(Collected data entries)
=======

//! Grid generation orchestrator and editor mode state machine
//!
//! [`GridGenerator`] is the only component that creates, replaces or
//! destroys the grid it owns. Hosts hold the generator directly and call into
//! it; every mutating operation requires [`EditorMode::Enabled`].
//!
//! ```text
//! Disabled --editor_initialize--> Enabled
//! Enabled  --editor_tear_down---> Disabled   (clears grid)
//! Enabled  --clear_map----------> Enabled    (no grid)
//! Enabled  --generate_map*------> Enabled    (new or loaded grid)
//! ```

use std::io;
use std::path::{Path, PathBuf};

use crate::generator::fill::FillDirection;
use crate::generator::mode::EditorMode;
use crate::grid::coordinate::{Connectivity, GridCoordinate};
use crate::grid::element::{BuildContext, Element, ElementKind, GridElement};
use crate::grid::mapping::CoordinateMapper;
use crate::grid::registry::{ElementConstructor, ElementRegistry};
use crate::grid::system::GridSystem;
use crate::io::configuration::DEFAULT_SEED;
use crate::io::error::{GridError, Result, invalid_parameter, io_error};
use crate::io::serializer::GridSystemSerializer;

/// Construction-time configuration of a generator
#[derive(Debug, Clone, Copy, PartialEq, Eq)]
pub struct GeneratorSettings {
    /// Seed for the random draws made while constructing elements
    pub seed: u64,
    /// Neighbourhood shape given to every grid the generator builds or loads
    pub connectivity: Connectivity,
}

impl Default for GeneratorSettings {
    fn default() -> Self {
        Self {
            seed: DEFAULT_SEED,
            connectivity: Connectivity::default(),
        }
    }
}

/// Owner of zero or one live grid, mediating generation and persistence
#[derive(Debug)]
pub struct GridGenerator {
    mode: EditorMode,
    grid: Option<GridSystem>,
    mapper: CoordinateMapper<f64>,
    settings: GeneratorSettings,
    serializer: GridSystemSerializer,
    context: BuildContext,
    map_file_path: Option<PathBuf>,
}

impl Default for GridGenerator {
    fn default() -> Self {
        Self::new(GeneratorSettings::default())
    }
}

impl GridGenerator {
    /// Create a disabled generator holding every built-in element kind
    pub fn new(settings: GeneratorSettings) -> Self {
        Self::with_registry(settings, ElementRegistry::with_builtin())
    }

    /// Create a disabled generator restricted to the kinds in `registry`
    pub fn with_registry(settings: GeneratorSettings, registry: ElementRegistry) -> Self {
        Self {
            mode: EditorMode::Disabled,
            grid: None,
            mapper: CoordinateMapper::default(),
            settings,
            serializer: GridSystemSerializer::new(registry, settings.connectivity),
            context: BuildContext::new(settings.seed),
            map_file_path: None,
        }
    }

    /// Create a generator that starts enabled, for runtime embedding
    pub fn runtime(settings: GeneratorSettings) -> Self {
        let mut generator = Self::new(settings);
        generator.mode = EditorMode::Enabled;
        generator
    }

    /// Current lifecycle state
    pub const fn mode(&self) -> EditorMode {
        self.mode
    }

    /// Whether generation and editing are currently allowed
    pub const fn is_editor_mode_active(&self) -> bool {
        self.mode.is_enabled()
    }

    /// Configuration the generator was built with
    pub const fn settings(&self) -> &GeneratorSettings {
        &self.settings
    }

    /// Element kinds this generator can build and load
    pub const fn registry(&self) -> &ElementRegistry {
        self.serializer.registry()
    }

    /// The owned grid, if any
    pub const fn grid(&self) -> Option<&GridSystem> {
        self.grid.as_ref()
    }

    /// Layout mapping for the owned grid
    ///
    /// Carries the scale of the last procedural generation; loading, clearing
    /// and changing mode reset it to the default scale.
    pub const fn mapper(&self) -> &CoordinateMapper<f64> {
        &self.mapper
    }

    /// Last known map file location; may be stale
    pub fn map_file_path(&self) -> Option<&Path> {
        self.map_file_path.as_deref()
    }

    /// Replace the last known map file location
    pub fn set_map_file_path(&mut self, path: Option<PathBuf>) {
        self.map_file_path = path;
    }

    /// Enter editor mode with no grid; does nothing if already enabled
    pub fn editor_initialize(&mut self) {
        if self.mode.is_enabled() {
            log::debug!("Editor mode already enabled");
            return;
        }
        self.grid = None;
        self.mapper = CoordinateMapper::default();
        self.mode = EditorMode::Enabled;
        log::info!("Editor mode enabled");
    }

    /// Discard the owned grid and leave editor mode; does nothing if disabled
    pub fn editor_tear_down(&mut self) {
        if !self.mode.is_enabled() {
            log::debug!("Editor mode already disabled");
            return;
        }
        self.grid = None;
        self.mapper = CoordinateMapper::default();
        self.mode = EditorMode::Disabled;
        log::info!("Editor mode disabled");
    }

    /// Discard the owned grid
    ///
    /// # Errors
    ///
    /// Returns `NotInitialized` while disabled
    pub fn clear_map(&mut self) -> Result<()> {
        self.require_enabled("clear map")?;
        if let Some(grid) = self.grid.take() {
            log::info!("Cleared {}x{} map", grid.width(), grid.height());
        }
        self.mapper = CoordinateMapper::default();
        Ok(())
    }

    /// Build a `width × height` grid with an `E` in every cell and adopt it
    ///
    /// `direction` decides the order in which elements are constructed;
    /// `scale` only feeds the layout mapper. Any owned grid is replaced once
    /// the new one is complete.
    ///
    /// # Errors
    ///
    /// Returns:
    /// - `NotInitialized` while disabled
    /// - An invalid parameter error if `E` is not registered, `scale` is not
    ///   positive and finite, or a dimension exceeds the grid size limit
    pub fn generate_map<E: Element>(
        &mut self,
        width: u32,
        height: u32,
        scale: f64,
        direction: FillDirection,
    ) -> Result<&GridSystem> {
        self.require_enabled("generate map")?;
        let construct = self.serializer.registry().constructor(E::KIND)?;
        self.generate_with(E::KIND, construct, width, height, scale, direction, &mut |_| {})
    }

    /// Build a grid of a kind chosen at runtime and adopt it
    ///
    /// `observer` is called once per constructed cell, in fill order.
    ///
    /// # Errors
    ///
    /// Same as [`Self::generate_map`]
    pub fn generate_map_of_kind(
        &mut self,
        kind: ElementKind,
        width: u32,
        height: u32,
        scale: f64,
        direction: FillDirection,
        observer: &mut dyn FnMut(GridCoordinate),
    ) -> Result<&GridSystem> {
        self.require_enabled("generate map")?;
        let construct = self.serializer.registry().constructor(kind)?;
        self.generate_with(kind, construct, width, height, scale, direction, observer)
    }

    /// Load the grid stored at `path` and adopt it
    ///
    /// `direction` is accepted for symmetry with procedural generation and
    /// has no effect: dimensions and contents come from the file. On failure
    /// the owned grid is left exactly as it was.
    ///
    /// # Errors
    ///
    /// Returns `NotInitialized` while disabled, or any error from
    /// [`GridSystemSerializer::deserialize`]
    pub fn generate_map_from_file(
        &mut self,
        path: impl AsRef<Path>,
        direction: FillDirection,
    ) -> Result<&GridSystem> {
        self.require_enabled("load map")?;
        let path = path.as_ref();
        log::debug!("Fill direction {direction} has no effect on a loaded map");

        let grid = self.serializer.deserialize(path)?;

        let next_id = grid.max_element_id().map_or(Some(1), |id| id.checked_add(1));
        if next_id.is_none() {
            log::warn!("'{}' uses the last element identifier", path.display());
        }
        self.context = BuildContext::resuming(self.settings.seed, next_id);
        self.mapper = CoordinateMapper::default();
        self.map_file_path = Some(path.to_path_buf());
        Ok(self.grid.insert(grid))
    }

    /// Construct a fresh element of `kind` at `coordinate`
    ///
    /// Identifiers continue from the last generation or load. After a load
    /// they resume past the largest basic id or generated marker number.
    ///
    /// # Errors
    ///
    /// Returns `NotInitialized` while disabled, an invalid parameter error if
    /// `kind` is not registered, `OutOfBounds` if the coordinate is outside
    /// the owned grid (any coordinate, when no grid is owned), or
    /// `IdentifiersExhausted` if no identifier is left
    pub fn place_element(
        &mut self,
        kind: ElementKind,
        coordinate: GridCoordinate,
    ) -> Result<Option<GridElement>> {
        self.require_enabled("place element")?;
        let construct = self.serializer.registry().constructor(kind)?;
        let grid = self
            .grid
            .as_mut()
            .ok_or_else(|| absent_grid(coordinate))?;
        let element = construct(&mut self.context, coordinate)?;
        grid.set(coordinate, element)
    }

    /// Put `element` at `coordinate` in the owned grid
    ///
    /// # Errors
    ///
    /// Returns `NotInitialized` while disabled, an invalid parameter error if
    /// the element's kind is not registered, or `OutOfBounds`
    pub fn set_element(
        &mut self,
        coordinate: GridCoordinate,
        element: GridElement,
    ) -> Result<Option<GridElement>> {
        self.require_enabled("set element")?;
        let kind = element.kind();
        if !self.serializer.registry().contains(kind) {
            return Err(invalid_parameter(
                "element",
                &kind,
                &"element kind is not registered",
            ));
        }
        self.owned_grid_mut(coordinate)?.set(coordinate, element)
    }

    /// Empty the cell at `coordinate` in the owned grid
    ///
    /// # Errors
    ///
    /// Returns `NotInitialized` while disabled or `OutOfBounds`
    pub fn remove_element(&mut self, coordinate: GridCoordinate) -> Result<Option<GridElement>> {
        self.require_enabled("remove element")?;
        self.owned_grid_mut(coordinate)?.remove(coordinate)
    }

    /// Write the owned grid to `path` and remember `path`
    ///
    /// With no grid owned, an empty 0×0 map is written.
    ///
    /// # Errors
    ///
    /// Returns `NotInitialized` while disabled, or any error from
    /// [`GridSystemSerializer::serialize`]
    pub fn save_map(&mut self, path: impl AsRef<Path>) -> Result<()> {
        self.require_enabled("save map")?;
        let path = path.as_ref();
        self.write_owned_grid(path)?;
        self.map_file_path = Some(path.to_path_buf());
        Ok(())
    }

    /// Write the owned grid to the last known map file location
    ///
    /// # Errors
    ///
    /// Returns `NotInitialized` while disabled, an I/O error if no location
    /// is known, or any error from [`GridSystemSerializer::serialize`]
    pub fn save_map_to_last_path(&self) -> Result<()> {
        self.require_enabled("save map")?;
        let path = self.map_file_path.as_deref().ok_or_else(|| {
            io_error(
                Path::new(""),
                "write",
                io::Error::new(
                    io::ErrorKind::InvalidInput,
                    "no map file path has been set",
                ),
            )
        })?;
        self.write_owned_grid(path)
    }

    fn write_owned_grid(&self, path: &Path) -> Result<()> {
        match &self.grid {
            Some(grid) => GridSystemSerializer::serialize(grid, path),
            None => {
                let empty = GridSystem::empty(self.settings.connectivity);
                GridSystemSerializer::serialize(&empty, path)
            }
        }
    }

    fn generate_with(
        &mut self,
        kind: ElementKind,
        construct: ElementConstructor,
        width: u32,
        height: u32,
        scale: f64,
        direction: FillDirection,
        observer: &mut dyn FnMut(GridCoordinate),
    ) -> Result<&GridSystem> {
        let mapper = CoordinateMapper::new(scale)?;
        let mut grid = GridSystem::new(width, height, self.settings.connectivity)?;
        let mut context = BuildContext::new(self.settings.seed);

        for coordinate in direction.cells(width, height) {
            let element = construct(&mut context, coordinate)?;
            grid.set(coordinate, element)?;
            observer(coordinate);
        }

        log::info!(
            "Generated {width}x{height} {kind} map ({direction}, scale {scale})"
        );
        self.mapper = mapper;
        self.context = context;
        Ok(self.grid.insert(grid))
    }

    fn owned_grid_mut(&mut self, coordinate: GridCoordinate) -> Result<&mut GridSystem> {
        self.grid
            .as_mut()
            .ok_or_else(|| absent_grid(coordinate))
    }

    fn require_enabled(&self, operation: &'static str) -> Result<()> {
        if self.mode.is_enabled() {
            Ok(())
        } else {
            Err(GridError::NotInitialized { operation })
        }
    }
}

/// With no grid owned, every coordinate is outside a 0×0 extent
const fn absent_grid(coordinate: GridCoordinate) -> GridError {
    GridError::OutOfBounds {
        coordinate,
        width: 0,
        height: 0,
    }
}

=======

What you are asked to do: Your task is to find each line in the entries that contains the string "elements" and copy it.

Problem solution:
    /// Seed for the random draws made while constructing elements
    /// `direction` decides the order in which elements are constructed;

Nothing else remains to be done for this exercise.